(Items listed in a dataset)

<<<<

use std::path::PathBuf;
use std::sync::Arc;

use anyhow::{Context, Result};
use clap::Parser;
use tokio::net::TcpListener;
use tokio::sync::watch;
use tracing::{info, warn};

use kalshi_whale::config::{AppConfig, CONFIG_PATH};
use kalshi_whale::detector::RandomDepth;
use kalshi_whale::engine::{self, CycleOutcome};
use kalshi_whale::query;
use kalshi_whale::reporter;
use kalshi_whale::server::{self, AppState};
use kalshi_whale::source::{KalshiClient, MarketSource};
use kalshi_whale::state::Tracker;

#[derive(Parser)]
#[command(name = "kalshi-whale", about = "Kalshi crypto market whale tracker")]
struct Args {
    /// Path to the TOML config file
    #[arg(long, default_value = CONFIG_PATH)]
    config: PathBuf,

    /// HTTP listen host
    #[arg(long)]
    host: Option<String>,

    /// HTTP API port
    #[arg(long)]
    port: Option<u16>,

    /// WebSocket stream port
    #[arg(long)]
    ws_port: Option<u16>,

    /// Seconds between update cycles
    #[arg(long)]
    poll_interval: Option<u64>,

    /// Run a single update cycle, print the results as JSON lines and exit
    #[arg(long)]
    once: bool,
}

#[tokio::main]
async fn main() -> Result<()> {
    dotenvy::dotenv().ok();
    tracing_subscriber::fmt()
        .with_env_filter(
            tracing_subscriber::EnvFilter::try_from_default_env()
                .unwrap_or_else(|_| tracing_subscriber::EnvFilter::new("info")),
        )
        .with_writer(std::io::stderr)
        .init();

    let args = Args::parse();

    let mut config = AppConfig::load_or_default(&args.config)?;
    config.apply_env()?;
    if let Some(host) = args.host {
        config.server.host = host;
    }
    if let Some(port) = args.port {
        config.server.port = port;
    }
    if let Some(port) = args.ws_port {
        config.server.ws_port = port;
    }
    if let Some(secs) = args.poll_interval {
        config.settings.poll_interval_secs = secs;
    }
    config.validate()?;
    info!("Loaded config from {}", args.config.display());

    let source: Arc<dyn MarketSource> = Arc::new(KalshiClient::new(&config.settings)?);
    let tracker = Arc::new(Tracker::new(Box::new(RandomDepth::from_os_rng())));

    if args.once {
        return run_once(&tracker, source.as_ref()).await;
    }

    info!(
        "Starting KalshiWhale (upstream={} poll={}s http={} ws={})",
        config.settings.upstream_base_url,
        config.settings.poll_interval_secs,
        config.server.http_addr(),
        config.server.ws_addr(),
    );

    let http_listener = TcpListener::bind(config.server.http_addr())
        .await
        .with_context(|| format!("failed to bind HTTP API on {}", config.server.http_addr()))?;
    let ws_listener = TcpListener::bind(config.server.ws_addr())
        .await
        .with_context(|| format!("failed to bind WebSocket on {}", config.server.ws_addr()))?;

    let (shutdown_tx, shutdown_rx) = watch::channel(false);

    let pump = tokio::spawn(engine::run_update_loop(
        Arc::clone(&tracker),
        Arc::clone(&source),
        config.settings.clone(),
        shutdown_rx.clone(),
    ));
    let http = tokio::spawn(server::serve_http(
        http_listener,
        AppState {
            tracker: Arc::clone(&tracker),
            source: Arc::clone(&source),
            api_key: config.server.api_key.clone(),
        },
        shutdown_rx.clone(),
    ));
    let ws = tokio::spawn(server::serve_websocket(
        ws_listener,
        Arc::clone(&tracker),
        config.settings.heartbeat(),
        shutdown_rx,
    ));

    info!("Running. Press Ctrl+C to stop.");
    if let Err(e) = tokio::signal::ctrl_c().await {
        warn!("Failed to listen for shutdown signal: {e}");
    }
    info!("Shutdown signal received");

    let _ = shutdown_tx.send(true);
    tracker.broadcaster().close_all();

    if let Err(e) = pump.await {
        warn!("Update loop task failed: {e}");
    }
    match http.await {
        Ok(Err(e)) => warn!("HTTP API error: {e}"),
        Err(e) => warn!("HTTP API task failed: {e}"),
        Ok(Ok(())) => {}
    }
    if let Err(e) = ws.await {
        warn!("WebSocket task failed: {e}");
    }

    info!("KalshiWhale stopped");
    Ok(())
}

/// One fetch/detect cycle with results on stdout.
async fn run_once(tracker: &Tracker, source: &dyn MarketSource) -> Result<()> {
    // never flips; the single cycle runs to completion
    let (_tx, mut rx) = watch::channel(false);
    match engine::run_cycle(tracker, source, &mut rx).await {
        CycleOutcome::Applied(report) => {
            reporter::report_snapshot(&query::snapshot(tracker));
            reporter::report_signals(&report.signals);
            Ok(())
        }
        CycleOutcome::Empty | CycleOutcome::Cancelled => {
            anyhow::bail!("No crypto markets fetched from upstream")
        }
    }
}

>>>>

*EXERCISE PROMPT*
Give the lines again, exactly as they stand, from the beginning of the data through the line with "let args = Args::parse();".

*YOUR SOLUTION*
use std::path::PathBuf;
use std::sync::Arc;

use anyhow::{Context, Result};
use clap::Parser;
use tokio::net::TcpListener;
use tokio::sync::watch;
use tracing::{info, warn};

use kalshi_whale::config::{AppConfig, CONFIG_PATH};
use kalshi_whale::detector::RandomDepth;
use kalshi_whale::engine::{self, CycleOutcome};
use kalshi_whale::query;
use kalshi_whale::reporter;
use kalshi_whale::server::{self, AppState};
use kalshi_whale::source::{KalshiClient, MarketSource};
use kalshi_whale::state::Tracker;

#[derive(Parser)]
#[command(name = "kalshi-whale", about = "Kalshi crypto market whale tracker")]
struct Args {
    /// Path to the TOML config file
    #[arg(long, default_value = CONFIG_PATH)]
    config: PathBuf,

    /// HTTP listen host
    #[arg(long)]
    host: Option<String>,

    /// HTTP API port
    #[arg(long)]
    port: Option<u16>,

    /// WebSocket stream port
    #[arg(long)]
    ws_port: Option<u16>,

    /// Seconds between update cycles
    #[arg(long)]
    poll_interval: Option<u64>,

    /// Run a single update cycle, print the results as JSON lines and exit
    #[arg(long)]
    once: bool,
}

#[tokio::main]
async fn main() -> Result<()> {
    dotenvy::dotenv().ok();
    tracing_subscriber::fmt()
        .with_env_filter(
            tracing_subscriber::EnvFilter::try_from_default_env()
                .unwrap_or_else(|_| tracing_subscriber::EnvFilter::new("info")),
        )
        .with_writer(std::io::stderr)
        .init();

    let args = Args::parse();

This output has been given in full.